This species makes excellent cut flowers. Cut flowers, whether purchased from the florist or cut from your own garden, will last much longer in the vase if the vase been cleaned with hot soapy water to eliminate bacteria and fungi and then rinsed thoroughly. Normally one would remove lower leaves from the stem so there will be none in the vase water, but Agapanthus have beautiful long, leafless stalks, making it an ideal flower for the vase.
Flowers are living things, and like us they need food for proper growth and healthy colour, especially in a vase, so do se a commercial flower preservative. You can also add 2 tablespoons of lemon juice or bottled "Real Lemon," 1 tablespoon of sugar, and a 1/4 teaspoon of bleach in a quart of warm water. Add another 1/4 teaspoon of bleach to the vase every 4 days.

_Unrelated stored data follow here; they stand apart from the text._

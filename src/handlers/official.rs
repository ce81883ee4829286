//! GET /api/prices returns the official-prices collection verbatim,
//! keyed by document id.

use axum::{
    extract::State,
    http::{header, HeaderValue},
    response::{IntoResponse, Response},
    Json,
};
use serde_json::{json, Map, Value};
use tracing::debug;

use super::{internal_error, ApiError};
use crate::AppState;

pub const OFFICIAL_CACHE_KEY: &str = "official_prices";
pub const CACHE_CONTROL: &str = "public, max-age=300";

pub async fn get_official_prices(State(state): State<AppState>) -> Result<Response, ApiError> {
    let body = match state.official_cache.get(OFFICIAL_CACHE_KEY).await {
        Some(cached) => {
            debug!("Official prices served from cache");
            cached
        }
        None => {
            let docs = state.store.official_prices().await.map_err(internal_error)?;
            let body: Map<String, Value> = docs
                .into_iter()
                .map(|doc| (doc.id, json!({ "price": doc.price })))
                .collect();
            let body = Value::Object(body);
            state
                .official_cache
                .insert(OFFICIAL_CACHE_KEY, body.clone())
                .await;
            body
        }
    };

    let mut response = Json(body).into_response();
    response
        .headers_mut()
        .insert(header::CACHE_CONTROL, HeaderValue::from_static(CACHE_CONTROL));
    Ok(response)
}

This evergreen indigenous species comes from the winter rainfall Western Cape and all-year rainfall Eastern Cape and shed a few of their old outer leaves every year and replace them with new leaves from the apex of the growing shoot. The deciduous species comes from the summer rainfall Eastern Cape, KwaZulu-Natal, Swaziland, Free State, Lesotho, Gauteng, Mpumalanga, Limpopo and Mozambique, and grow rapidly in spring with the onset of the rains, and then lose their leaves completely and lie dormant during winter.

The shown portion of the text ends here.